* Assignment *
Find every line below that contains the word "field" and copy it out.

* Supplied records *
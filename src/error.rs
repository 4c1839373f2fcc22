use thiserror::Error;

/// 应用程序错误类型
#[derive(Debug, Error)]
pub enum AppError {
    /// 配置错误（缺少凭据等），不重试
    #[error("配置错误: {0}")]
    Config(#[from] ConfigError),
    /// 生成后端调用错误
    #[error("后端错误: {0}")]
    Backend(#[from] BackendError),
    /// 输入参数校验错误
    #[error("参数错误: {0}")]
    Validation(#[from] ValidationError),
    /// 文件操作错误
    #[error("文件错误: {0}")]
    File(#[from] FileError),
    /// 业务逻辑错误
    #[error("业务错误: {0}")]
    Business(#[from] BusinessError),
    /// 其他错误（用于包装第三方库错误）
    #[error("错误: {0}")]
    Other(String),
}

/// 配置错误
#[derive(Debug, Error)]
pub enum ConfigError {
    /// 未提供后端访问凭据
    #[error("缺少后端 API 密钥 (请设置 {var_name})")]
    MissingCredential { var_name: String },
    /// 环境变量解析失败
    #[error("环境变量 {var_name} 解析失败: 值 '{value}' 无法转换为 {expected_type}")]
    EnvVarParseFailed {
        var_name: String,
        value: String,
        expected_type: String,
    },
    /// 未知的后端类型
    #[error("未知的后端类型: {value}")]
    UnknownBackend { value: String },
}

/// 生成后端错误
#[derive(Debug, Error)]
pub enum BackendError {
    /// 限流 (429) 或服务端 5xx，可重试
    #[error("后端暂时不可用 (HTTP {status}): {message}")]
    Transient { status: u16, message: String },
    /// 其他非 2xx 响应
    #[error("后端拒绝请求 (HTTP {status}): {message}")]
    Rejected { status: u16, message: String },
    /// 网络层失败
    #[error("后端请求失败 ({endpoint}): {source}")]
    Transport {
        endpoint: String,
        source: Box<dyn std::error::Error + Send + Sync>,
    },
    /// 响应中没有候选内容
    #[error("后端返回结果为空 (模型: {model})")]
    EmptyResponse { model: String },
    /// 响应体无法解析
    #[error("后端响应解析失败: {source}")]
    MalformedBody {
        source: Box<dyn std::error::Error + Send + Sync>,
    },
}

impl BackendError {
    /// 是否属于可重试的瞬时错误（HTTP 429 或 5xx）
    pub fn is_transient(&self) -> bool {
        matches!(self, BackendError::Transient { .. })
    }

    /// 按 HTTP 状态码分类
    pub fn from_status(status: u16, message: impl Into<String>) -> Self {
        let message = message.into();
        if is_transient_status(status) {
            BackendError::Transient { status, message }
        } else {
            BackendError::Rejected { status, message }
        }
    }
}

/// 429 与 5xx 视为瞬时错误
pub fn is_transient_status(status: u16) -> bool {
    status == 429 || (500..=599).contains(&status)
}

/// 参数校验错误，每一项对应一个输入字段
#[derive(Debug, Error, Clone, PartialEq, Eq)]
pub enum ValidationError {
    #[error("主题太短，至少需要 {min} 个字符 (当前 {actual})")]
    TopicTooShort { min: usize, actual: usize },
    #[error("主题太长，最多 {max} 个字符 (当前 {actual})")]
    TopicTooLong { max: usize, actual: usize },
    #[error("必填字段为空: {field}")]
    MissingField { field: &'static str },
    #[error("安全检查: 字段 {field} 中包含不允许的内容")]
    ForbiddenPattern { field: &'static str },
    #[error("页数目标 {value} 超出范围 [{min}, {max}]")]
    PageTargetOutOfRange { value: u32, min: u32, max: u32 },
}

impl ValidationError {
    /// 出错的输入字段名
    pub fn field(&self) -> &'static str {
        match self {
            ValidationError::TopicTooShort { .. } | ValidationError::TopicTooLong { .. } => {
                "topic"
            }
            ValidationError::MissingField { field } | ValidationError::ForbiddenPattern { field } => {
                field
            }
            ValidationError::PageTargetOutOfRange { .. } => "page_target",
        }
    }
}

/// 文件操作错误
#[derive(Debug, Error)]
pub enum FileError {
    /// 读取文件失败
    #[error("读取文件失败 ({path}): {source}")]
    ReadFailed {
        path: String,
        source: std::io::Error,
    },
    /// 写入文件失败
    #[error("写入文件失败 ({path}): {source}")]
    WriteFailed {
        path: String,
        source: std::io::Error,
    },
    /// TOML 解析失败
    #[error("TOML解析失败 ({path}): {source}")]
    TomlParseFailed {
        path: String,
        source: toml::de::Error,
    },
    /// JSON 编解码失败
    #[error("JSON处理失败: {0}")]
    Json(#[from] serde_json::Error),
    /// 目录不存在
    #[error("目录不存在: {path}")]
    DirectoryNotFound { path: String },
}

/// 业务逻辑错误
#[derive(Debug, Error)]
pub enum BusinessError {
    /// 额度不足，不能开始生成
    #[error("额度不足 (剩余 {balance})")]
    InsufficientCredits { balance: u32 },
}

// ========== 从常见错误类型转换 ==========

impl From<serde_json::Error> for AppError {
    fn from(err: serde_json::Error) -> Self {
        AppError::File(FileError::Json(err))
    }
}

// ========== 便捷构造函数 ==========

impl AppError {
    /// 创建缺少凭据错误
    pub fn missing_credential(var_name: impl Into<String>) -> Self {
        AppError::Config(ConfigError::MissingCredential {
            var_name: var_name.into(),
        })
    }

    /// 创建文件读取错误
    pub fn file_read_failed(path: impl Into<String>, source: std::io::Error) -> Self {
        AppError::File(FileError::ReadFailed {
            path: path.into(),
            source,
        })
    }

    /// 创建文件写入错误
    pub fn file_write_failed(path: impl Into<String>, source: std::io::Error) -> Self {
        AppError::File(FileError::WriteFailed {
            path: path.into(),
            source,
        })
    }

    /// 是否为可重试的后端错误
    pub fn is_transient(&self) -> bool {
        matches!(self, AppError::Backend(e) if e.is_transient())
    }
}

// ========== Result 类型别名 ==========

/// 应用程序结果类型
pub type AppResult<T> = Result<T, AppError>;
//! 批量文档生成器 - 编排层
//!
//! ## 职责
//!
//! 本模块是整个应用的入口，负责批量生成和资源管理。
//!
//! ## 核心功能
//!
//! 1. **应用初始化**：日志文件、生成后端、历史记录、额度账本
//! 2. **批量加载**：扫描并加载所有文档参数（`Vec<ParamsFile>`）
//! 3. **并发控制**：使用 Semaphore 限制同时进行的运行数量
//! 4. **分批处理**：每批完成后再开始下一批
//! 5. **额度检查**：参数校验通过后扣除一个额度，不足则跳过；校验失败不扣额度
//! 6. **收尾**：保存文档、质量评分、全局统计
//!
//! 各次运行互相独立，除后端客户端外不共享可变状态。

use std::path::Path;
use std::sync::Arc;

use anyhow::{Context, Result};
use tokio::sync::mpsc::UnboundedReceiver;
use tokio::sync::Semaphore;
use tracing::{debug, error, info, warn};

use crate::clients::{build_backend, GenerativeBackend};
use crate::config::Config;
use crate::models::{load_all_parameters, DocumentParameters, ParamsFile};
use crate::orchestrator::DocumentOrchestrator;
use crate::services::{
    quality_service, validate_parameters, CreditLedger, HistoryStore, ResilientCaller,
    TopicService,
};
use crate::utils::logging;
use crate::workflow::{EventSink, RunEvent};

/// 历史记录文件名
const HISTORY_FILE: &str = "history.json";

/// 应用主结构
pub struct App {
    config: Config,
    orchestrator: Arc<DocumentOrchestrator>,
    topic_service: Arc<TopicService>,
    store: Arc<HistoryStore>,
    ledger: Arc<CreditLedger>,
}

/// 单次运行的结果
#[derive(Debug, Clone, Copy, PartialEq)]
pub enum RunOutcome {
    /// 生成并保存成功，附质量评分
    Completed { score: u32 },
    /// 额度不足，未开始
    Skipped,
    Failed,
}

impl App {
    /// 初始化应用
    pub async fn initialize(config: Config) -> Result<Self> {
        logging::init_log_file(&config.output_log_file)?;
        logging::log_startup(&config);

        let backend = build_backend(&config).context("无法创建生成后端")?;
        Ok(Self::with_backend(config, backend))
    }

    /// 使用指定后端创建
    pub fn with_backend(config: Config, backend: Arc<dyn GenerativeBackend>) -> Self {
        let caller = ResilientCaller::new(backend);
        let store = HistoryStore::new(
            Path::new(&config.output_dir).join(HISTORY_FILE),
            config.history_limit,
        );
        Self {
            orchestrator: Arc::new(DocumentOrchestrator::with_caller(
                caller.clone(),
                &config.model_name,
            )),
            topic_service: Arc::new(TopicService::new(caller, &config.model_name)),
            store: Arc::new(store),
            ledger: Arc::new(CreditLedger::new(config.credits)),
            config,
        }
    }

    pub fn store(&self) -> &HistoryStore {
        &self.store
    }

    pub fn ledger(&self) -> &CreditLedger {
        &self.ledger
    }

    /// 运行应用主逻辑
    pub async fn run(&self) -> Result<Vec<RunOutcome>> {
        info!("\n📁 正在扫描待生成的文档参数...");
        let all_params = load_all_parameters(&self.config.params_folder).await?;

        if all_params.is_empty() {
            warn!("⚠️ 没有找到文档参数 TOML 文件，程序结束");
            return Ok(Vec::new());
        }

        logging::log_params_loaded(all_params.len(), self.batch_size());
        let outcomes = self.process_all(all_params).await?;
        self.print_stats(&outcomes);
        Ok(outcomes)
    }

    fn batch_size(&self) -> usize {
        self.config.max_concurrent_runs.max(1)
    }

    /// 分批处理所有文档
    async fn process_all(&self, all_params: Vec<ParamsFile>) -> Result<Vec<RunOutcome>> {
        let batch_size = self.batch_size();
        let semaphore = Arc::new(Semaphore::new(batch_size));
        let total = all_params.len();
        let total_batches = total.div_ceil(batch_size);
        let mut outcomes = Vec::with_capacity(total);

        for (batch_idx, batch) in all_params.chunks(batch_size).enumerate() {
            let batch_start = batch_idx * batch_size;
            logging::log_batch_start(
                batch_idx + 1,
                total_batches,
                batch_start + 1,
                batch_start + batch.len(),
                total,
            );

            let batch_outcomes = self
                .process_batch(batch, batch_start, semaphore.clone())
                .await?;
            let success = batch_outcomes
                .iter()
                .filter(|o| matches!(o, RunOutcome::Completed { .. }))
                .count();
            logging::log_batch_complete(batch_idx + 1, success, batch_outcomes.len());
            outcomes.extend(batch_outcomes);
        }

        Ok(outcomes)
    }

    /// 处理单个批次
    async fn process_batch(
        &self,
        batch: &[ParamsFile],
        batch_start: usize,
        semaphore: Arc<Semaphore>,
    ) -> Result<Vec<RunOutcome>> {
        let mut handles = Vec::with_capacity(batch.len());

        for (idx, file) in batch.iter().enumerate() {
            let run_index = batch_start + idx + 1;
            let permit = semaphore.clone().acquire_owned().await?;
            debug!("[文档 {}] 参数文件: {}", run_index, file.path.display());

            let params = file.params.clone();
            let orchestrator = self.orchestrator.clone();
            let topic_service = self.topic_service.clone();
            let store = self.store.clone();
            let ledger = self.ledger.clone();
            let refine_topic = self.config.refine_topic;

            let handle = tokio::spawn(async move {
                let _permit = permit;
                process_one(
                    run_index,
                    params,
                    refine_topic,
                    &orchestrator,
                    &topic_service,
                    &store,
                    &ledger,
                )
                .await
            });
            handles.push((run_index, handle));
        }

        let mut outcomes = Vec::with_capacity(handles.len());
        for (run_index, result) in futures::future::join_all(
            handles
                .into_iter()
                .map(|(run_index, handle)| async move { (run_index, handle.await) }),
        )
        .await
        {
            match result {
                Ok(outcome) => outcomes.push(outcome),
                Err(e) => {
                    error!("[文档 {}] 任务执行失败: {}", run_index, e);
                    outcomes.push(RunOutcome::Failed);
                }
            }
        }
        Ok(outcomes)
    }

    fn print_stats(&self, outcomes: &[RunOutcome]) {
        let scores: Vec<u32> = outcomes
            .iter()
            .filter_map(|o| match o {
                RunOutcome::Completed { score } => Some(*score),
                _ => None,
            })
            .collect();
        let skipped = outcomes
            .iter()
            .filter(|o| matches!(o, RunOutcome::Skipped))
            .count();
        let failed = outcomes
            .iter()
            .filter(|o| matches!(o, RunOutcome::Failed))
            .count();
        let average = (!scores.is_empty())
            .then(|| scores.iter().map(|s| *s as f64).sum::<f64>() / scores.len() as f64);

        logging::print_final_stats(
            scores.len(),
            failed,
            skipped,
            outcomes.len(),
            average,
            &self.config.output_log_file,
        );
    }
}

/// 生成一份文档：校验 → (润色主题) → 扣额度 → 编排 → 保存 → 评分
async fn process_one(
    run_index: usize,
    mut params: DocumentParameters,
    refine_topic: bool,
    orchestrator: &DocumentOrchestrator,
    topic_service: &TopicService,
    store: &HistoryStore,
    ledger: &CreditLedger,
) -> RunOutcome {
    let label = format!("[文档 {}]", run_index);

    if let Err(e) = validate_parameters(&params) {
        error!("{} ❌ 参数校验失败 ({}): {}", label, e.field(), e);
        return RunOutcome::Failed;
    }

    if refine_topic {
        let verdict = topic_service.check_topic(&params.topic).await;
        if !verdict.is_valid {
            warn!("{} ⚠️ 主题可能不合适: {}", label, verdict.reason);
        }
        let refined = topic_service.refine_topic(&params.topic).await;
        if refined != params.topic {
            let original = std::mem::replace(&mut params.topic, refined);
            match validate_parameters(&params) {
                Ok(()) => info!("{} 💡 主题已润色: {}", label, params.topic),
                Err(e) => {
                    warn!("{} ⚠️ 润色后的主题无效，保留原主题: {}", label, e);
                    params.topic = original;
                }
            }
        }
    }

    match ledger.try_consume() {
        Ok(remaining) => debug!("{} 额度剩余 {}", label, remaining),
        Err(e) => {
            warn!("{} ⏭️ 跳过: {}", label, e);
            return RunOutcome::Skipped;
        }
    }

    let (sink, rx) = EventSink::channel();
    let drain = tokio::spawn(drain_events(label.clone(), rx));
    let result = orchestrator.run(run_index, &params, &sink).await;
    drop(sink);
    if let Err(e) = drain.await {
        debug!("{} 事件日志任务异常结束: {}", label, e);
    }

    let document = match result {
        Ok(document) => document,
        Err(e) => {
            error!("{} ❌ 生成失败: {}", label, e);
            return RunOutcome::Failed;
        }
    };

    let report = quality_service::score(&document);
    logging::log_quality_report(&label, &report);

    match store.save(document).await {
        Ok(saved) => {
            info!(
                "{} 💾 已保存: {} ({})",
                label,
                saved.id.as_deref().unwrap_or_default(),
                store.path().display()
            );
            RunOutcome::Completed {
                score: report.score,
            }
        }
        Err(e) => {
            error!("{} ❌ 保存失败: {}", label, e);
            RunOutcome::Failed
        }
    }
}

/// 把一次运行的事件写进日志，直到发送端关闭
async fn drain_events(label: String, mut rx: UnboundedReceiver<RunEvent>) {
    while let Some(event) = rx.recv().await {
        match event {
            RunEvent::Progress(update) => info!(
                "{} [{:>3}%] {} (剩余 {})",
                label, update.percent, update.message, update.time_estimate
            ),
            RunEvent::Partial(document) => debug!(
                "{} 快照: {} 个小节, {} 个来源",
                label,
                document.sections().count(),
                document.source_urls.len()
            ),
            RunEvent::Failed { message } => error!("{} 运行失败: {}", label, message),
        }
    }
}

* Written solution *
    #[error("必填字段为空: {field}")]
    MissingField { field: &'static str },
    #[error("安全检查: 字段 {field} 中包含不允许的内容")]
    ForbiddenPattern { field: &'static str },
    pub fn field(&self) -> &'static str {
            ValidationError::MissingField { field } | ValidationError::ForbiddenPattern { field } => {
                field
        error!("{} ❌ 参数校验失败 ({}): {}", label, e.field(), e);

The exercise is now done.